Organic growth is mainly is the initiatives which center of attention on bringing innovation in the appearance of new products and services, recognizing opportunities for present offering in markets or making more revenue from present offering from market i.e. from current customers. Another name of organic growth may be organic development. This is the strategy of Do it yourself” also is the primary method of strategy development in which firm fabricate their own capabilities.

The two challenges for organic growth are:

      Þ    Counter to customer pressure for better product and services.
      Þ    Nurturing a loyal customer base with satisfying customers.

A different leadership capability is essential for strong organic growth. There are various capabilities among them four capabilities are mentioned below:

     1.      Focusing on customers: ‘Understanding the customer needs and desire’ was the no 1 practice for organic growth researchers suggested. It does not mean that customers were not important in merger or acquisition or strategic alliances. On the opposing, the importance of the customer reverberated that ‘understanding customer needs and desire’ was placed no 1 practice for leaders in merger and acquisition and strategic alliances as well. Nevertheless, the focuses of customer emerge to be magnified in organic growth.


        2.      Experimenting and innovating: Leaders highlight innovation in their recommendation to other leaders of organic growth mainly through experimentation and building a climate that protect those which have promise, demands new ideas and protect people who produce ideas by screening failure as learning.

      3.      Executing relentlessly: For of all business unit leaders must locate clear performance objectives, performing an organic growth strategy is about sustaining and creating growth. While execution may appear clear-cut, different respondents found it challenging. For successful organic growth there are three practices in essential which are:
·         Getting knowledge from failure.
·         Consign clear roles and responsibility.
·         Focusing the firm on accomplish the strategy.

       4.      Sticking to a few critical Priorities: To attain the customer loyalty leaders suggests “focusing on few things” and keeping it simple” is the crucial point.  Every organic leader maintains employers concentrate intently on their customers anticipating their future needs and identifying and meeting current needs.

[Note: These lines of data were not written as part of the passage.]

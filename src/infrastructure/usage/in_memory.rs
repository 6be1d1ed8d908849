//! In-memory usage sink

use std::sync::Arc;

use async_trait::async_trait;
use tokio::sync::RwLock;

use crate::domain::usage::{UsageLogEntry, UsageSink};
use crate::domain::DomainError;

/// Keeps every entry in memory; used in tests and local runs
#[derive(Debug, Clone, Default)]
pub struct InMemoryUsageSink {
    entries: Arc<RwLock<Vec<UsageLogEntry>>>,
}

impl InMemoryUsageSink {
    pub fn new() -> Self {
        Self::default()
    }

    pub async fn entries(&self) -> Vec<UsageLogEntry> {
        self.entries.read().await.clone()
    }

    pub async fn len(&self) -> usize {
        self.entries.read().await.len()
    }

    pub async fn is_empty(&self) -> bool {
        self.len().await == 0
    }
}

#[async_trait]
impl UsageSink for InMemoryUsageSink {
    async fn append(&self, entry: UsageLogEntry) -> Result<(), DomainError> {
        self.entries.write().await.push(entry);
        Ok(())
    }
}

/// Emits each entry as a structured `tracing` event
#[derive(Debug, Clone, Copy, Default)]
pub struct TracingUsageSink;

#[async_trait]
impl UsageSink for TracingUsageSink {
    async fn append(&self, entry: UsageLogEntry) -> Result<(), DomainError> {
        let api_key_id = entry.api_key_id.map(|id| id.to_string());

        tracing::info!(
            target: "usage",
            id = %entry.id,
            api_key_id = api_key_id.as_deref(),
            user_id = entry.user_id.as_deref(),
            ip = %entry.ip_address,
            method = %entry.method,
            endpoint = %entry.endpoint,
            status = entry.status_code,
            response_time_ms = entry.response_time_ms,
            error = entry.error_message.as_deref(),
            "api request"
        );
        Ok(())
    }
}

#[cfg(test)]
mod tests {
    use super::*;

    #[tokio::test]
    async fn test_in_memory_sink_keeps_order() {
        let sink = InMemoryUsageSink::new();

        sink.append(UsageLogEntry::new("10.0.0.1", "/v1/ping", "GET", 200))
            .await
            .unwrap();
        sink.append(UsageLogEntry::new("10.0.0.1", "/v1/ping", "GET", 429))
            .await
            .unwrap();

        let entries = sink.entries().await;
        assert_eq!(entries.len(), 2);
        assert_eq!(entries[0].status_code, 200);
        assert_eq!(entries[1].status_code, 429);
    }

    #[tokio::test]
    async fn test_tracing_sink_never_fails() {
        let entry = UsageLogEntry::new("10.0.0.1", "/v1/ping", "GET", 500).with_error("boom");
        assert!(TracingUsageSink.append(entry).await.is_ok());
    }
}
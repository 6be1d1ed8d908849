//! Public liveness endpoint behind the gateway

use chrono::{DateTime, Utc};
use serde::Serialize;

use crate::api::extract::Auth;
use crate::api::types::{ApiError, Json};

#[derive(Debug, Serialize)]
pub struct PingResponse {
    pub message: &'static str,
    pub identity: &'static str,
    pub timestamp: DateTime<Utc>,
}

/// GET /v1/ping
pub async fn ping(auth: Auth) -> Result<Json<PingResponse>, ApiError> {
    auth.require("read:public")?;

    Ok(Json(PingResponse {
        message: "pong",
        identity: auth.identity.kind(),
        timestamp: Utc::now(),
    }))
}
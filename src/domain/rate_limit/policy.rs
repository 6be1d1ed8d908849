//! Behaviour when the counter store cannot be reached

use std::fmt;
use std::str::FromStr;

use serde::Deserialize;

use crate::domain::DomainError;

/// Process-wide answer for rate-limit checks whose store call failed
#[derive(Debug, Clone, Copy, PartialEq, Eq, Deserialize, Default)]
#[serde(rename_all = "lowercase")]
pub enum FailurePolicy {
    /// Admit the request
    Open,
    /// Reject the request as an internal failure
    #[default]
    Closed,
}

impl fmt::Display for FailurePolicy {
    fn fmt(&self, f: &mut fmt::Formatter<'_>) -> fmt::Result {
        match self {
            Self::Open => f.write_str("open"),
            Self::Closed => f.write_str("closed"),
        }
    }
}

impl FromStr for FailurePolicy {
    type Err = DomainError;

    fn from_str(s: &str) -> Result<Self, Self::Err> {
        match s.trim().to_ascii_lowercase().as_str() {
            "open" | "fail-open" => Ok(Self::Open),
            "closed" | "fail-closed" => Ok(Self::Closed),
            other => Err(DomainError::validation(format!(
                "Unknown failure policy '{}'",
                other
            ))),
        }
    }
}
//! PostgreSQL usage sink

use async_trait::async_trait;
use sqlx::PgPool;

use crate::domain::usage::{UsageLogEntry, UsageSink};
use crate::domain::DomainError;

/// Appends entries to `api_usage_logs`
#[derive(Debug, Clone)]
pub struct PostgresUsageSink {
    pool: PgPool,
}

impl PostgresUsageSink {
    pub fn new(pool: PgPool) -> Self {
        Self { pool }
    }
}

#[async_trait]
impl UsageSink for PostgresUsageSink {
    async fn append(&self, entry: UsageLogEntry) -> Result<(), DomainError> {
        sqlx::query(
            r#"
            INSERT INTO api_usage_logs (id, api_key_id, user_id, ip_address, endpoint, method,
                                        status_code, response_time_ms, user_agent,
                                        request_size, response_size, error_message, created_at)
            VALUES ($1, $2, $3, $4, $5, $6, $7, $8, $9, $10, $11, $12, $13)
            "#,
        )
        .bind(entry.id)
        .bind(entry.api_key_id.map(|id| *id.as_uuid()))
        .bind(&entry.user_id)
        .bind(&entry.ip_address)
        .bind(&entry.endpoint)
        .bind(&entry.method)
        .bind(i32::from(entry.status_code))
        .bind(i64::try_from(entry.response_time_ms).unwrap_or(i64::MAX))
        .bind(&entry.user_agent)
        .bind(entry.request_size.and_then(|s| i64::try_from(s).ok()))
        .bind(entry.response_size.and_then(|s| i64::try_from(s).ok()))
        .bind(&entry.error_message)
        .bind(entry.created_at)
        .execute(&self.pool)
        .await
        .map_err(|e| DomainError::storage(format!("Failed to append usage log: {}", e)))?;

        Ok(())
    }
}
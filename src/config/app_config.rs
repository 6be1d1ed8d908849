use serde::Deserialize;

use crate::domain::api_key::ApiKeyTier;
use crate::domain::rate_limit::FailurePolicy;
use crate::infrastructure::usage::DEFAULT_CHANNEL_CAPACITY;

/// Application configuration
#[derive(Debug, Clone, Deserialize, Default)]
pub struct AppConfig {
    #[serde(default)]
    pub server: ServerConfig,
    #[serde(default)]
    pub logging: LoggingConfig,
    #[serde(default)]
    pub storage: StorageConfig,
    #[serde(default)]
    pub rate_limit: RateLimitConfig,
    #[serde(default)]
    pub auth: AuthConfig,
    #[serde(default)]
    pub usage: UsageConfig,
    #[serde(default)]
    pub observability: ObservabilityConfig,
}

#[derive(Debug, Clone, Deserialize)]
pub struct ServerConfig {
    pub host: String,
    pub port: u16,
    /// Trust `X-Forwarded-For` / `X-Real-IP`; only behind a reverse proxy
    #[serde(default)]
    pub trust_proxy: bool,
}

#[derive(Debug, Clone, Deserialize)]
pub struct LoggingConfig {
    pub level: String,
    #[serde(default)]
    pub format: LogFormat,
}

#[derive(Debug, Clone, Deserialize, Default)]
#[serde(rename_all = "lowercase")]
pub enum LogFormat {
    #[default]
    Pretty,
    Json,
}

#[derive(Debug, Clone, Copy, PartialEq, Eq, Deserialize, Default)]
#[serde(rename_all = "lowercase")]
pub enum StorageBackend {
    #[default]
    Memory,
    Postgres,
}

/// Where keys and roles live
#[derive(Debug, Clone, Deserialize, Default)]
pub struct StorageConfig {
    #[serde(default)]
    pub backend: StorageBackend,
    /// Required when any component uses PostgreSQL
    #[serde(default)]
    pub database_url: Option<String>,
    #[serde(default = "default_max_connections")]
    pub max_connections: u32,
}

#[derive(Debug, Clone, Copy, PartialEq, Eq, Deserialize, Default)]
#[serde(rename_all = "lowercase")]
pub enum CounterBackend {
    #[default]
    Memory,
    Redis,
    Postgres,
}

#[derive(Debug, Clone, Deserialize)]
pub struct RateLimitConfig {
    #[serde(default)]
    pub backend: CounterBackend,
    #[serde(default = "default_redis_url")]
    pub redis_url: String,
    #[serde(default = "default_window_secs")]
    pub window_secs: u64,
    #[serde(default)]
    pub failure_policy: FailurePolicy,
    #[serde(default = "default_key_prefix")]
    pub key_prefix: String,
    /// How often ended windows are swept from the counter store
    #[serde(default = "default_prune_interval_secs")]
    pub prune_interval_secs: u64,
}

#[derive(Debug, Clone, Deserialize)]
pub struct AuthConfig {
    /// HS256 secret shared with the identity provider
    #[serde(default)]
    pub jwt_secret: Option<String>,
    #[serde(default)]
    pub jwt_audience: Option<String>,
    #[serde(default = "default_token_hours")]
    pub token_expiration_hours: u64,
    #[serde(default = "default_anonymous_tier")]
    pub anonymous_tier: ApiKeyTier,
    #[serde(default = "default_user_tier")]
    pub user_tier: ApiKeyTier,
}

#[derive(Debug, Clone, Copy, PartialEq, Eq, Deserialize, Default)]
#[serde(rename_all = "lowercase")]
pub enum UsageBackend {
    #[default]
    Tracing,
    Memory,
    Postgres,
}

#[derive(Debug, Clone, Deserialize)]
pub struct UsageConfig {
    #[serde(default)]
    pub backend: UsageBackend,
    #[serde(default = "default_channel_capacity")]
    pub channel_capacity: usize,
}

/// Prometheus endpoint and OTLP trace export
#[derive(Debug, Clone, Deserialize, Default)]
pub struct ObservabilityConfig {
    #[serde(default)]
    pub metrics: MetricsConfig,
    #[serde(default)]
    pub tracing: TracingConfig,
}

#[derive(Debug, Clone, Deserialize)]
pub struct MetricsConfig {
    #[serde(default = "default_metrics_enabled")]
    pub enabled: bool,
    /// Served outside the gateway, next to the health probes
    #[serde(default = "default_metrics_path")]
    pub path: String,
}

#[derive(Debug, Clone, Deserialize)]
pub struct TracingConfig {
    #[serde(default)]
    pub enabled: bool,
    #[serde(default = "default_otlp_endpoint")]
    pub otlp_endpoint: String,
    #[serde(default = "default_service_name")]
    pub service_name: String,
    /// Fraction of root spans exported, clamped to `0.0..=1.0`
    #[serde(default = "default_sampling_ratio")]
    pub sampling_ratio: f64,
}

fn default_max_connections() -> u32 {
    10
}

fn default_redis_url() -> String {
    "redis://127.0.0.1:6379".to_string()
}

fn default_window_secs() -> u64 {
    3600
}

fn default_key_prefix() -> String {
    "ratelimit".to_string()
}

fn default_prune_interval_secs() -> u64 {
    300
}

fn default_token_hours() -> u64 {
    24
}

fn default_anonymous_tier() -> ApiKeyTier {
    ApiKeyTier::Free
}

fn default_user_tier() -> ApiKeyTier {
    ApiKeyTier::Basic
}

fn default_channel_capacity() -> usize {
    DEFAULT_CHANNEL_CAPACITY
}

fn default_metrics_enabled() -> bool {
    true
}

fn default_metrics_path() -> String {
    "/metrics".to_string()
}

fn default_otlp_endpoint() -> String {
    "http://localhost:4317".to_string()
}

fn default_service_name() -> String {
    env!("CARGO_PKG_NAME").to_string()
}

fn default_sampling_ratio() -> f64 {
    1.0
}

impl Default for ServerConfig {
    fn default() -> Self {
        Self {
            host: "0.0.0.0".to_string(),
            port: 8080,
            trust_proxy: false,
        }
    }
}

impl Default for LoggingConfig {
    fn default() -> Self {
        Self {
            level: "info".to_string(),
            format: LogFormat::default(),
        }
    }
}

impl Default for RateLimitConfig {
    fn default() -> Self {
        Self {
            backend: CounterBackend::default(),
            redis_url: default_redis_url(),
            window_secs: default_window_secs(),
            failure_policy: FailurePolicy::default(),
            key_prefix: default_key_prefix(),
            prune_interval_secs: default_prune_interval_secs(),
        }
    }
}

impl Default for AuthConfig {
    fn default() -> Self {
        Self {
            jwt_secret: None,
            jwt_audience: None,
            token_expiration_hours: default_token_hours(),
            anonymous_tier: default_anonymous_tier(),
            user_tier: default_user_tier(),
        }
    }
}

impl Default for UsageConfig {
    fn default() -> Self {
        Self {
            backend: UsageBackend::default(),
            channel_capacity: default_channel_capacity(),
        }
    }
}

impl Default for MetricsConfig {
    fn default() -> Self {
        Self {
            enabled: default_metrics_enabled(),
            path: default_metrics_path(),
        }
    }
}

impl Default for TracingConfig {
    fn default() -> Self {
        Self {
            enabled: false,
            otlp_endpoint: default_otlp_endpoint(),
            service_name: default_service_name(),
            sampling_ratio: default_sampling_ratio(),
        }
    }
}

impl AppConfig {
    /// Layered load: `config/default`, then `config/local`, then `APP__SECTION__KEY`
    ///
    /// Any unparseable value is an error; nothing falls back to defaults.
    pub fn load() -> Result<Self, config::ConfigError> {
        let builder = config::Config::builder()
            .add_source(config::File::with_name("config/default").required(false))
            .add_source(config::File::with_name("config/local").required(false))
            .add_source(
                config::Environment::with_prefix("APP")
                    .prefix_separator("__")
                    .separator("__")
                    .try_parsing(true),
            );

        Self::from_builder(builder)
    }

    fn from_builder(
        builder: config::ConfigBuilder<config::builder::DefaultState>,
    ) -> Result<Self, config::ConfigError> {
        builder.build()?.try_deserialize()
    }

    /// Whether any component needs a PostgreSQL pool
    pub fn needs_postgres(&self) -> bool {
        self.storage.backend == StorageBackend::Postgres
            || self.rate_limit.backend == CounterBackend::Postgres
            || self.usage.backend == UsageBackend::Postgres
    }
}

#[cfg(test)]
mod tests {
    use super::*;

    #[test]
    fn test_defaults() {
        let config = AppConfig::default();

        assert_eq!(config.server.port, 8080);
        assert!(!config.server.trust_proxy);
        assert_eq!(config.rate_limit.window_secs, 3600);
        assert_eq!(config.rate_limit.failure_policy, FailurePolicy::Closed);
        assert_eq!(config.rate_limit.backend, CounterBackend::Memory);
        assert_eq!(config.auth.anonymous_tier, ApiKeyTier::Free);
        assert_eq!(config.auth.user_tier, ApiKeyTier::Basic);
        assert_eq!(config.usage.channel_capacity, 1024);
        assert!(config.observability.metrics.enabled);
        assert_eq!(config.observability.metrics.path, "/metrics");
        assert!(!config.observability.tracing.enabled);
        assert_eq!(config.observability.tracing.service_name, "glyco-gateway");
        assert!(!config.needs_postgres());
    }

    fn from_toml(document: &str) -> Result<AppConfig, config::ConfigError> {
        AppConfig::from_builder(
            config::Config::builder()
                .add_source(config::File::from_str(document, config::FileFormat::Toml)),
        )
    }

    #[test]
    fn test_load_rejects_invalid_failure_policy() {
        let result = from_toml("[rate_limit]\nfailure_policy = \"opne\"\n");
        assert!(result.is_err());
    }

    #[test]
    fn test_load_rejects_unknown_storage_backend() {
        assert!(from_toml("[storage]\nbackend = \"sqlite\"\n").is_err());
    }

    #[test]
    fn test_load_reads_toml_sections() {
        let config = from_toml(
            "[server]\nhost = \"127.0.0.1\"\nport = 9000\ntrust_proxy = true\n\n[rate_limit]\nfailure_policy = \"open\"\n",
        )
        .unwrap();

        assert_eq!(config.server.port, 9000);
        assert!(config.server.trust_proxy);
        assert_eq!(config.rate_limit.failure_policy, FailurePolicy::Open);
        assert_eq!(config.rate_limit.window_secs, 3600);
    }

    #[test]
    fn test_partial_document_fills_defaults() {
        let config: AppConfig = serde_json::from_str(
            r#"{
                "rate_limit": {"backend": "redis", "failure_policy": "open"},
                "usage": {"backend": "postgres"},
                "auth": {"jwt_secret": "s3cret", "user_tier": "premium"},
                "observability": {"tracing": {"enabled": true, "sampling_ratio": 0.25}}
            }"#,
        )
        .unwrap();

        assert_eq!(config.rate_limit.backend, CounterBackend::Redis);
        assert_eq!(config.rate_limit.failure_policy, FailurePolicy::Open);
        assert_eq!(config.rate_limit.key_prefix, "ratelimit");
        assert_eq!(config.auth.user_tier, ApiKeyTier::Premium);
        assert_eq!(config.auth.jwt_secret.as_deref(), Some("s3cret"));
        assert!(config.observability.tracing.enabled);
        assert_eq!(config.observability.tracing.sampling_ratio, 0.25);
        assert_eq!(config.observability.tracing.otlp_endpoint, "http://localhost:4317");
        assert!(config.needs_postgres());
    }
}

Merger and acquisition is different from strategic alliances is that two firms come together to form a new form that is possess by acquiring corporations. Therefore, there is a greater integration of the operations and cultures in the two entities in merger and acquisition than is strategic alliances. 


The Challenges of merger and acquisition are:

     Þ    Organization cannot get synergies or supply the value of the deal.
    Þ    Secondly leaders follow merger or acquisition to creating the foundation for long-term outcomes which obtain from stock or other assets of acquire company.
      Þ    Providing the stakeholder and shareholder satisfaction or deal made sense was another crucial challenge. 

There are various leadership capabilities to make merger and acquisition work. Among them four main factors are enlisted below:




     1.      Adapting quickly to change and ambiguity: To step up the value of acquisition, business unit leaders might be very flexible. These leaders are geared up to adjust their plans to challenging conditions, such as an acquisition opportunity suddenly present itself, regulatory changes not playing out as anticipated, and others. Post adaptability and acquisition remains crucial. 

     2.      Bridging differences in processes, values style and cultures: A critical success part of the merger and acquisition is that how well two companies knit together to create more value than the sum of the parts. Leaders recognize that these five factors like process, culture, people, price as well as integration are important. Among them culture is the most important one that readily embrace the employees of the acquire organization.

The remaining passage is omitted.